Saved data entries
• • • • • • •
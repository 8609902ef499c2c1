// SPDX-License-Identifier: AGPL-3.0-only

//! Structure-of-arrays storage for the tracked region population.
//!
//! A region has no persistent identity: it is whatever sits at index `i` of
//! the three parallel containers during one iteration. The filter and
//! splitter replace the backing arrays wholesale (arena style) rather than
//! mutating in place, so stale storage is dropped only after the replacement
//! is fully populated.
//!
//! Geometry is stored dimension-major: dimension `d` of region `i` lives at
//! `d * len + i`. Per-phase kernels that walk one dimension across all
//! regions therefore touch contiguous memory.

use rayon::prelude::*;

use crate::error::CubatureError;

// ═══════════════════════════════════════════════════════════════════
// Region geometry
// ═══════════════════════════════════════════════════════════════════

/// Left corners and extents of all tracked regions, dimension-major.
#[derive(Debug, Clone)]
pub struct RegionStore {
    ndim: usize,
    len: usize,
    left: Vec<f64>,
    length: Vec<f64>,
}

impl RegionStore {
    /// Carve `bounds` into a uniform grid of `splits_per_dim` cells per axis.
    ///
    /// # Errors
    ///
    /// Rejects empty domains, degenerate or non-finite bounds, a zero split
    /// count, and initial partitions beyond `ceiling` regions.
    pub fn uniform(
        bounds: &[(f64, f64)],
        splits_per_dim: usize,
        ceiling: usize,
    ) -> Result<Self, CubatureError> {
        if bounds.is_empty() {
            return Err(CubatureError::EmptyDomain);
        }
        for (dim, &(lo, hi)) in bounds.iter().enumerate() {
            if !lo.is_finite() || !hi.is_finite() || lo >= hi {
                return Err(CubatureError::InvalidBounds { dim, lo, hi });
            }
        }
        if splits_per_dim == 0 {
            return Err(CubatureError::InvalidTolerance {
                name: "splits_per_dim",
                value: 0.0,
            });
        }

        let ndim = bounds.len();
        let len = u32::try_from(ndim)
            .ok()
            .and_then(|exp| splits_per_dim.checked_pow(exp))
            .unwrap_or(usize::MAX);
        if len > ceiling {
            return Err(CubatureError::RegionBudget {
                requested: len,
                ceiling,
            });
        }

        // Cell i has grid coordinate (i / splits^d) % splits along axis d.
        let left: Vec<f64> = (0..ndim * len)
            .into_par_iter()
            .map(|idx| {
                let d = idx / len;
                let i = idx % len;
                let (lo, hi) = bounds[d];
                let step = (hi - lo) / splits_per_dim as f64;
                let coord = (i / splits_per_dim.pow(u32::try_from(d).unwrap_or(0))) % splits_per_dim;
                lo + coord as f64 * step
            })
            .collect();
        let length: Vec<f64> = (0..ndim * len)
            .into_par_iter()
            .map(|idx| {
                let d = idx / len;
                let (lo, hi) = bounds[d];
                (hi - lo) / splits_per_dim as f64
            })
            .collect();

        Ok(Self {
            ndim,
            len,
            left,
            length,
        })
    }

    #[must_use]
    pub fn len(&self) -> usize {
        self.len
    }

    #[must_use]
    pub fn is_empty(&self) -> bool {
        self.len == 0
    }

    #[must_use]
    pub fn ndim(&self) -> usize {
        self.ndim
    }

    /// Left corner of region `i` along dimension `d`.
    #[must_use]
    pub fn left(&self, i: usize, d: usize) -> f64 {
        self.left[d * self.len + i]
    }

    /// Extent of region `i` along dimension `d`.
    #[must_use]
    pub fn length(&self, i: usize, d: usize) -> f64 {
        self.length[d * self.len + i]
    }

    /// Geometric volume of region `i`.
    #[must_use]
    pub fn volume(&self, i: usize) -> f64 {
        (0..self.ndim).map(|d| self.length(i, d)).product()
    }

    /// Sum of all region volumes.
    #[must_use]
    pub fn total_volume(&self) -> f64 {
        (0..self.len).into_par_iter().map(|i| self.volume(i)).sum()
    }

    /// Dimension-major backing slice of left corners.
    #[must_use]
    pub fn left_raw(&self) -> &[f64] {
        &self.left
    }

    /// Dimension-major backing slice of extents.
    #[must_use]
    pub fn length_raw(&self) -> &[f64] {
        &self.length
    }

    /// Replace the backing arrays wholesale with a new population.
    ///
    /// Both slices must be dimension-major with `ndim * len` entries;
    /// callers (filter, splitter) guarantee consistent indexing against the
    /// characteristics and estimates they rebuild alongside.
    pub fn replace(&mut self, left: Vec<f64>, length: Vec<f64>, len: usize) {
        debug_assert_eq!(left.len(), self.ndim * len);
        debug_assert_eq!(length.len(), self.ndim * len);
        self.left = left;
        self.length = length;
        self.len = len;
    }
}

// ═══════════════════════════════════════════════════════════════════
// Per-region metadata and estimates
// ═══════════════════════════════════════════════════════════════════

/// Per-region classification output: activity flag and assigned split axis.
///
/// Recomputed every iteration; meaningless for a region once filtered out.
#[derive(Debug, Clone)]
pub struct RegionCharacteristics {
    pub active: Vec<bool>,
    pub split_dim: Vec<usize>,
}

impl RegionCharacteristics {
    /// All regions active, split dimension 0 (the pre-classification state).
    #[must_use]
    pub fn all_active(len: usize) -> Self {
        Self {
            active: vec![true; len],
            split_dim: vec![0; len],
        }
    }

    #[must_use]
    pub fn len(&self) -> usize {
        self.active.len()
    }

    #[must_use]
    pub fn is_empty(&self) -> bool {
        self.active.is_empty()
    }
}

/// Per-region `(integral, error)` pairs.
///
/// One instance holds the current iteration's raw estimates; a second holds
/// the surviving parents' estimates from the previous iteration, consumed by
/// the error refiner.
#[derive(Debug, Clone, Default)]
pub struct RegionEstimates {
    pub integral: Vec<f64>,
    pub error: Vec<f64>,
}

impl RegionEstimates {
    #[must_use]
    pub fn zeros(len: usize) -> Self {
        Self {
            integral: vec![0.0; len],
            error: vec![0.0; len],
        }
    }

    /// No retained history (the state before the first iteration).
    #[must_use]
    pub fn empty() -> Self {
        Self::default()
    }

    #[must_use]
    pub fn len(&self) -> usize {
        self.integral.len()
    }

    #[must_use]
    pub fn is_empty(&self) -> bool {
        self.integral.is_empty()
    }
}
• • • • • • •
▶ Task objective
Taking the entries above, print exactly the lines starting at the line with "Both slices must" and ending at the line with "self.left = left;", both included.

▶ Final answer
    /// Both slices must be dimension-major with `ndim * len` entries;
    /// callers (filter, splitter) guarantee consistent indexing against the
    /// characteristics and estimates they rebuild alongside.
    pub fn replace(&mut self, left: Vec<f64>, length: Vec<f64>, len: usize) {
        debug_assert_eq!(left.len(), self.ndim * len);
        debug_assert_eq!(length.len(), self.ndim * len);
        self.left = left;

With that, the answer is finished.